In onderstaande analyse worden de 24 fusieziekenhuizen afgezet tegen een controlegroep van 63 niet-gefuseerde, algemene zieken­huizen, op basis van gegevens van de zorgverzekeraars over declaraties uit 2013. Er zijn gegevens beschikbaar over contractvorm, gedeclareerde omzet en het bedrag dat uiteindelijk door de verzekeraar is betaald. Voor beide groepen kunnen gedeclareerde prijzen afwijken van effectieve prijzen. Om vast te kunnen stellen of er een afwijking is tussen de gefuseerde en niet-gefuseerde ziekenhuizen, kijken we in meer detail naar de drie hoofdtypen van contracten.
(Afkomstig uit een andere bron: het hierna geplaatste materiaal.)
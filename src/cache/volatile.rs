//! Fast Volatile Tier - In-Process LRU
//!
//! Bounded by entry count and byte budget, strict LRU eviction, no
//! persistence.
//!
//! # Design
//!
//! - `HashMap` for O(1) lookup plus a `BTreeMap` keyed by a monotonic access
//!   tick, so the least recently used entry is always `first_key_value()`
//! - A single `parking_lot::Mutex`; every operation is a short critical
//!   section with no I/O
//! - Evicts one entry at a time until the new entry fits

use std::collections::{BTreeMap, HashMap};

use async_trait::async_trait;
use parking_lot::Mutex;

use super::entry::{CacheEntry, ContentType};
use super::policy::Freshness;
use super::tier::{TierCapacity, TierCounters, TierKind, TierStats, TierStore};

/// Default entry limit
pub const DEFAULT_VOLATILE_ENTRIES: usize = 1_000;

/// Default byte budget (4MB)
pub const DEFAULT_VOLATILE_BYTES: u64 = 4 * 1024 * 1024;

/// Volatile tier configuration
#[derive(Debug, Clone, Copy, PartialEq, Eq)]
pub struct VolatileConfig {
    /// Maximum number of entries
    pub max_entries: usize,
    /// Maximum total payload bytes
    pub max_bytes: u64,
}

impl Default for VolatileConfig {
    fn default() -> Self {
        Self {
            max_entries: DEFAULT_VOLATILE_ENTRIES,
            max_bytes: DEFAULT_VOLATILE_BYTES,
        }
    }
}

impl From<VolatileConfig> for TierCapacity {
    fn from(config: VolatileConfig) -> Self {
        TierCapacity::new(config.max_entries, config.max_bytes)
    }
}

struct Slot {
    entry: CacheEntry,
    tick: u64,
}

struct LruState {
    slots: HashMap<String, Slot>,
    order: BTreeMap<u64, String>,
    next_tick: u64,
    total_bytes: u64,
    capacity: TierCapacity,
}

impl LruState {
    fn touch(&mut self, key: &str) {
        let tick = self.next_tick;
        self.next_tick += 1;
        if let Some(slot) = self.slots.get_mut(key) {
            self.order.remove(&slot.tick);
            slot.tick = tick;
            self.order.insert(tick, key.to_string());
        }
    }

    fn remove(&mut self, key: &str) -> Option<CacheEntry> {
        let slot = self.slots.remove(key)?;
        self.order.remove(&slot.tick);
        self.total_bytes -= slot.entry.size();
        Some(slot.entry)
    }

    fn insert(&mut self, entry: CacheEntry) {
        let tick = self.next_tick;
        self.next_tick += 1;
        self.total_bytes += entry.size();
        self.order.insert(tick, entry.key.clone());
        self.slots.insert(entry.key.clone(), Slot { entry, tick });
    }

    /// Evict the least recently used entry
    fn evict_one(&mut self) -> Option<String> {
        let (_, key) = self.order.pop_first()?;
        if let Some(slot) = self.slots.remove(&key) {
            self.total_bytes -= slot.entry.size();
        }
        Some(key)
    }

    /// Evict until one more entry of `size` bytes fits; returns evicted count
    fn make_room(&mut self, size: u64) -> u64 {
        let mut evicted = 0;
        while self
            .capacity
            .would_breach(self.slots.len(), self.total_bytes, size)
        {
            match self.evict_one() {
                Some(key) => {
                    tracing::debug!(key = %key, "Volatile tier evicted LRU entry");
                    evicted += 1;
                }
                None => break,
            }
        }
        evicted
    }

    /// Evict until within limits (after a resize)
    fn shrink(&mut self) -> u64 {
        let mut evicted = 0;
        while self.slots.len() > self.capacity.max_entries
            || self.total_bytes > self.capacity.max_bytes
        {
            if self.evict_one().is_none() {
                break;
            }
            evicted += 1;
        }
        evicted
    }
}

/// Fast volatile tier
pub struct VolatileTier {
    state: Mutex<LruState>,
    freshness: Freshness,
    counters: TierCounters,
}

impl VolatileTier {
    /// Create a volatile tier with default capacity
    pub fn new(freshness: Freshness) -> Self {
        Self::with_config(VolatileConfig::default(), freshness)
    }

    /// Create a volatile tier with custom capacity
    pub fn with_config(config: VolatileConfig, freshness: Freshness) -> Self {
        Self {
            state: Mutex::new(LruState {
                slots: HashMap::new(),
                order: BTreeMap::new(),
                next_tick: 0,
                total_bytes: 0,
                capacity: config.into(),
            }),
            freshness,
            counters: TierCounters::default(),
        }
    }

    /// Number of entries
    pub fn len(&self) -> usize {
        self.state.lock().slots.len()
    }

    /// Check if the tier is empty
    pub fn is_empty(&self) -> bool {
        self.len() == 0
    }

    /// Current size in bytes
    pub fn size(&self) -> u64 {
        self.state.lock().total_bytes
    }

    /// Key that would be evicted next
    pub fn lru_key(&self) -> Option<String> {
        self.state
            .lock()
            .order
            .first_key_value()
            .map(|(_, k)| k.clone())
    }

    fn get_sync(&self, key: &str, content_type: ContentType) -> Option<CacheEntry> {
        let now = self.freshness.now_ms();
        let mut state = self.state.lock();

        let Some(slot) = state.slots.get_mut(key) else {
            self.counters.miss();
            return None;
        };

        if self
            .freshness
            .is_stale(slot.entry.created_at, content_type, now)
        {
            state.remove(key);
            self.counters.expired(1);
            self.counters.miss();
            return None;
        }

        slot.entry.record_access(now);
        let entry = slot.entry.clone();
        state.touch(key);
        self.counters.hit();
        Some(entry)
    }

    fn set_sync(&self, entry: CacheEntry) -> bool {
        let mut state = self.state.lock();
        let size = entry.size();

        if state.capacity.max_entries == 0 || size > state.capacity.max_bytes {
            tracing::debug!(
                key = %entry.key,
                size,
                "Entry larger than volatile budget, not cached"
            );
            return false;
        }

        state.remove(&entry.key);
        let evicted = state.make_room(size);
        self.counters.evicted(evicted);
        state.insert(entry);
        true
    }

    fn sweep_sync(&self) -> usize {
        let now = self.freshness.now_ms();
        let mut state = self.state.lock();
        let stale: Vec<String> = state
            .slots
            .iter()
            .filter(|(_, s)| {
                self.freshness
                    .is_stale(s.entry.created_at, s.entry.content_type, now)
            })
            .map(|(k, _)| k.clone())
            .collect();
        for key in &stale {
            state.remove(key);
        }
        self.counters.expired(stale.len() as u64);
        stale.len()
    }
}

#[async_trait]
impl TierStore for VolatileTier {
    fn kind(&self) -> TierKind {
        TierKind::Volatile
    }

    fn is_enabled(&self) -> bool {
        true
    }

    async fn get(&self, key: &str, content_type: ContentType) -> Option<CacheEntry> {
        self.get_sync(key, content_type)
    }

    async fn set(&self, entry: CacheEntry) -> bool {
        self.set_sync(entry)
    }

    async fn delete(&self, key: &str) -> bool {
        self.state.lock().remove(key).is_some()
    }

    async fn has(&self, key: &str) -> bool {
        let now = self.freshness.now_ms();
        let state = self.state.lock();
        state.slots.get(key).is_some_and(|s| {
            !self
                .freshness
                .is_stale(s.entry.created_at, s.entry.content_type, now)
        })
    }

    async fn keys(&self) -> Vec<String> {
        self.state.lock().slots.keys().cloned().collect()
    }

    async fn sweep_expired(&self) -> usize {
        self.sweep_sync()
    }

    async fn resize(&self, capacity: TierCapacity) {
        let mut state = self.state.lock();
        state.capacity = capacity;
        let evicted = state.shrink();
        self.counters.evicted(evicted);
    }

    async fn clear(&self) {
        let mut state = self.state.lock();
        state.slots.clear();
        state.order.clear();
        state.total_bytes = 0;
    }

    fn stats(&self) -> TierStats {
        let state = self.state.lock();
        self.counters.stats(
            TierKind::Volatile,
            true,
            state.slots.len(),
            state.total_bytes,
            state.capacity,
        )
    }
}

// =============================================================================
// Tests
// =============================================================================

#[cfg(test)]
mod tests {
    use super::*;
    use crate::cache::clock::{Clock, ManualClock};
    use crate::cache::policy::{TtlPolicy, DEFAULT_CHANNELS_TTL};
    use std::sync::Arc;
    use std::time::Duration;

    fn make_tier(max_entries: usize, max_bytes: u64) -> (VolatileTier, Arc<ManualClock>) {
        let clock = Arc::new(ManualClock::new(1_000_000));
        let freshness = Freshness::new(TtlPolicy::default(), clock.clone());
        let tier = VolatileTier::with_config(
            VolatileConfig {
                max_entries,
                max_bytes,
            },
            freshness,
        );
        (tier, clock)
    }

    fn make_entry(key: &str, payload: &str, now: u64) -> CacheEntry {
        CacheEntry::new(key, payload.to_string(), ContentType::Channels, false, now)
    }

    #[tokio::test]
    async fn test_put_get() {
        let (tier, clock) = make_tier(10, 1024);
        assert!(tier.set(make_entry("a", "[1]", clock.now_ms())).await);

        let entry = tier.get("a", ContentType::Channels).await.unwrap();
        assert_eq!(entry.payload, "[1]");
        assert_eq!(entry.access_count, 1);
        assert!(tier.get("missing", ContentType::Channels).await.is_none());

        let stats = tier.stats();
        assert_eq!(stats.hits, 1);
        assert_eq!(stats.misses, 1);
        assert_eq!(stats.total_bytes, 3);
    }

    #[tokio::test]
    async fn test_lru_evicts_exactly_least_recent() {
        let (tier, clock) = make_tier(3, 1024);
        for key in ["a", "b", "c"] {
            assert!(tier.set(make_entry(key, "x", clock.now_ms())).await);
        }

        tier.set(make_entry("d", "x", clock.now_ms())).await;
        assert!(!tier.has("a").await);
        assert!(tier.has("b").await && tier.has("c").await && tier.has("d").await);
        assert_eq!(tier.stats().evictions, 1);
    }

    #[tokio::test]
    async fn test_access_protects_from_eviction() {
        let (tier, clock) = make_tier(3, 1024);
        for key in ["a", "b", "c"] {
            tier.set(make_entry(key, "x", clock.now_ms())).await;
        }

        // refresh "a"; "b" becomes the LRU entry
        assert!(tier.get("a", ContentType::Channels).await.is_some());
        assert_eq!(tier.lru_key().as_deref(), Some("b"));

        tier.set(make_entry("d", "x", clock.now_ms())).await;
        assert!(tier.has("a").await);
        assert!(!tier.has("b").await);
    }

    #[tokio::test]
    async fn test_byte_budget_eviction() {
        let (tier, clock) = make_tier(100, 10);
        tier.set(make_entry("a", "1234", clock.now_ms())).await;
        tier.set(make_entry("b", "1234", clock.now_ms())).await;
        tier.set(make_entry("c", "1234", clock.now_ms())).await;

        assert!(!tier.has("a").await);
        assert_eq!(tier.size(), 8);
        assert_eq!(tier.len(), 2);
    }

    #[tokio::test]
    async fn test_oversized_entry_rejected_without_eviction() {
        let (tier, clock) = make_tier(10, 8);
        tier.set(make_entry("a", "1234", clock.now_ms())).await;
        assert!(!tier.set(make_entry("big", "123456789", clock.now_ms())).await);
        assert!(tier.has("a").await);
    }

    #[tokio::test]
    async fn test_replace_keeps_running_total() {
        let (tier, clock) = make_tier(10, 1024);
        tier.set(make_entry("a", "1234", clock.now_ms())).await;
        tier.set(make_entry("a", "12", clock.now_ms())).await;
        assert_eq!(tier.size(), 2);
        assert_eq!(tier.len(), 1);
        assert!(tier.delete("a").await);
        assert_eq!(tier.size(), 0);
        assert!(!tier.delete("a").await);
    }

    #[tokio::test]
    async fn test_ttl_boundary() {
        let (tier, clock) = make_tier(10, 1024);
        let created = clock.now_ms();
        tier.set(make_entry("a", "x", created)).await;

        let ttl = DEFAULT_CHANNELS_TTL.as_millis() as u64;
        clock.set(created + ttl - 1);
        assert!(tier.get("a", ContentType::Channels).await.is_some());

        clock.set(created + ttl + 1);
        assert!(tier.get("a", ContentType::Channels).await.is_none());
        assert!(tier.is_empty());
        assert_eq!(tier.stats().expirations, 1);
    }

    #[tokio::test]
    async fn test_sweep_and_resize() {
        let (tier, clock) = make_tier(10, 1024);
        let now = clock.now_ms();
        tier.set(CacheEntry::new("epg", "x".into(), ContentType::Epg, false, now))
            .await;
        tier.set(make_entry("ch1", "x", now)).await;
        tier.set(make_entry("ch2", "x", now)).await;

        clock.advance(Duration::from_secs(31 * 60));
        assert_eq!(tier.sweep_expired().await, 1);
        assert_eq!(tier.len(), 2);

        tier.resize(TierCapacity::new(1, 1024)).await;
        assert_eq!(tier.len(), 1);
        assert!(tier.has("ch2").await);

        tier.clear().await;
        assert!(tier.keys().await.is_empty());
        assert_eq!(tier.size(), 0);
    }
}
Effectieve prijzen kunnen lager zijn dan gedeclareerde prijzen bij contracten met een omzetplafond. Als het gedeclareerde bedrag het omzetplafond overschreidt en de verzekeraar dit niet of maar deels vergoedt, is dit het geval. Gefuseerde ziekenhuizen werken ­echter minder vaak met een omzetplafond dan niet-gefuseerde zieken­huizen: 57 procent tegenover van 66 procent (figuur 1).

Figuur 1

Fusieziekenhuizen maken daarentegen vaker gebruik van contracten met een aanneemsom, waarbij de effectieve prijs zowel hoger als lager dan de gedeclareerde prijs kan zijn, en van contracten met een open einde, waarbij de effectieve prijs gelijk is aan de gedeclareerde prijs. 34 procent van de contracten van gefuseerde ziekenhuizen heeft een aanneemsom en 10 procent een open einde, tegenover 27 en 7 procent van de contracten van de niet-gefuseerde ziekenhuizen.

Uit deze nadere contractanalyse ontstaat het beeld dat een ­analyse op basis van daadwerkelijke prijzen de omzet van gefuseerde ziekenhuizen eerder onder- dan overschat. De verhouding tussen het uitbetaalde bedrag en de gedeclareerde omzet bestendigt dit beeld. Gefuseerde ziekenhuizen krijgen 97 procent van het gedeclareerde bedrag, niet-gefuseerde ziekenhuizen 95 procent. Dit verschil komt vooral omdat de gefuseerde ziekenhuizen bij aanneemsomcontracten gemiddeld genomen een effectieve prijsverhoging hebben weten te realiseren waar de niet-gefuseerde ziekenhuizen te maken hebben met effectieve prijsverlagingen.

De keuze voor een contracttype hangt mogelijk ook samen met de marktmacht van de partijen. Dat de gefuseerde ziekenhuizen in 2013 vaker een voor hen gunstig contracttype (open-einde- en aanneemsomcontracten) weten af te sluiten kan samenhangen met hun marktmacht. De gepresenteerde resultaten lijken hierdoor eerder ­conservatieve schattingen te zijn. De in ACM (2017b) getrokken conclusies blijven dus staan.

Literatuur

ACM (2017a) Prijs- en volume-effecten van ziekenhuisfusies 2007–2014. ACM, 5 december.

ACM (2017b) Toelichting: Verscherpte aandacht voor concurrentierisico’s ziekenhuisfusies. ACM, 5 december

Broeke, G.G.J. ten, en A.A.H.M. Gommers (2018) Ziekenhuisfusies zijn ook gewoon fusies. ESB, 103(4766), 447-449.